アルディさんの元へも報告が行ってしまったのかもしれない。救護室にいたのは白衣の獣人だけだったけど、道中で、誰にも見られなかったわけじゃない。途中ですれ違った誰かが、彼の元へ言いに行ったんだろう。
「あの――」
大丈夫って言ったのに怪我をしてしまったことを謝ろうとして、少し遅れてきたハウントさんも顔を出す。彼もまた、わたしの顔を見て、表情を曇らせた。
「――カイン!」
アルディさんが声を荒げる。カインくんは、弾かれたように治療を受けていた椅子から立ち上がる。
「待って――」
アルディさんを止めようとしたけれど、ハウントさんが先に彼を止める。
「アルディ。許可を出した私たちも同罪だ。任務を遂行できなかったカインに非はあるが、自分を棚に上げるな」
ハウントさんの言葉に、アルディさんがぐっと声を詰まらせていた。
ぴりぴりとした空気の中、静かに、ハウントさんがわたしに向き直って、迎えの馬車を呼んだことを告げる。
「今日はもう、帰ってお休みください」
わたしはその言葉に、うなずくしかなかった。こうなってしまっては、我がままを突き通す理由もない。これ以上はただただ迷惑になる。
「――すみませんでした」
わたしは謝罪の言葉を口にする。
「わたしが、素直にアルディさんの言葉にしたがって、休みをいただかなかったことも、悪いのです」
勝手に転んだのはわたしで、カインくんは守ってくれようとしていた。わたしに傷一つ、つけないというのが任務だったというなら、過程はどうあれ、結果だけ見れば失敗だったと、ハウントさんやアルディさんはカインくんを責めるかもしれない。

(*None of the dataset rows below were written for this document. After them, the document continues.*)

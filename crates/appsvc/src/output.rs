//! Output formatting: JSON, YAML, TOML, table.
//!
//! Structured formats use serde; the schema listing additionally renders
//! as a `tabled` table when no format is requested.

use std::io::{self, Write};

use serde::Serialize;
use tabled::{Table, Tabled, settings::Style};

use crate::cli::OutputFormat;
use crate::error::CliError;

// ── Render dispatchers ───────────────────────────────────────────────

/// Render a serde-serializable document in the chosen format.
///
/// TOML needs a table at the top level; callers wrap lists in a struct.
pub fn render<T: Serialize + ?Sized>(format: OutputFormat, data: &T) -> Result<String, CliError> {
    let rendered = match format {
        OutputFormat::Json => serde_json::to_string_pretty(data).map_err(|e| render_err("json", e)),
        OutputFormat::Yaml => serde_yaml::to_string(data).map_err(|e| render_err("yaml", e)),
        OutputFormat::Toml => toml::to_string_pretty(data).map_err(|e| render_err("toml", e)),
    }?;
    Ok(rendered.trim_end().to_owned())
}

/// Render rows as a table, or as a structured document when a format is set.
pub fn render_rows<T, R>(
    format: Option<OutputFormat>,
    data: &T,
    rows: &[R],
) -> Result<String, CliError>
where
    T: Serialize + ?Sized,
    R: Tabled,
{
    match format {
        None => Ok(Table::new(rows).with(Style::rounded()).to_string()),
        Some(format) => render(format, data),
    }
}

/// Print the rendered output to stdout, respecting quiet mode.
pub fn print_output(output: &str, quiet: bool) -> Result<(), CliError> {
    if quiet || output.is_empty() {
        return Ok(());
    }
    let mut stdout = io::stdout().lock();
    writeln!(stdout, "{output}")?;
    Ok(())
}

fn render_err(format: &str, err: impl std::fmt::Display) -> CliError {
    CliError::Render {
        format: format.into(),
        reason: err.to_string(),
    }
}

#[cfg(test)]
mod tests {
    #![allow(clippy::unwrap_used)]

    use super::*;

    #[derive(Serialize, Tabled)]
    struct Row {
        name: &'static str,
        kind: &'static str,
    }

    #[derive(Serialize)]
    struct Doc {
        fields: Vec<Row>,
    }

    fn doc() -> Doc {
        Doc {
            fields: vec![Row {
                name: "always_on",
                kind: "bool",
            }],
        }
    }

    #[test]
    fn every_format_renders_a_table_document() {
        let doc = doc();
        assert!(render(OutputFormat::Json, &doc).unwrap().contains("\"always_on\""));
        assert!(render(OutputFormat::Yaml, &doc).unwrap().contains("name: always_on"));
        assert!(render(OutputFormat::Toml, &doc).unwrap().contains("[[fields]]"));
    }

    #[test]
    fn toml_rejects_a_bare_list() {
        let err = render(OutputFormat::Toml, &["a", "b"]).unwrap_err();
        assert!(matches!(err, CliError::Render { .. }));
    }

    #[test]
    fn rows_default_to_a_table() {
        let doc = doc();
        let table = render_rows(None, &doc, &doc.fields).unwrap();
        assert!(table.contains("always_on"));
        assert!(table.contains('╭'));
    }
}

でも、根本的に悪いのは、わたしなのだ。相手が獣人とはいえ、猛獣に分類されるような動物のブラッシングも問題なくできてきていたから、犬くらい、と気が緩んで甘く見ていたのは事実である。
前世で犬を飼っていたということも、大きいかもしれない。犬に対して、親しみが強すぎた。
「――……件の団員が檻から出ていた原因は、判明次第、追って連絡いたします」
わたしの謝罪と弁明を受け取ることなく、ハウントさんはそう言った。
夜遅くまで残っていた、ということなんかより、ずっと決定的にまずいことが起きてしまって、救護室の中の空気は、地獄のように重たかった。
――これから、どうなってしまうんだろう。
なんて、考えなくても、分かる。
きっとお父様は辞めろ、と言うだろう。わたしがお父様の立場だったら絶対に言う。
せめて、約束した王城解放日まで、何事もなく、やり遂げたかったと、後悔ばかりが残るのだった。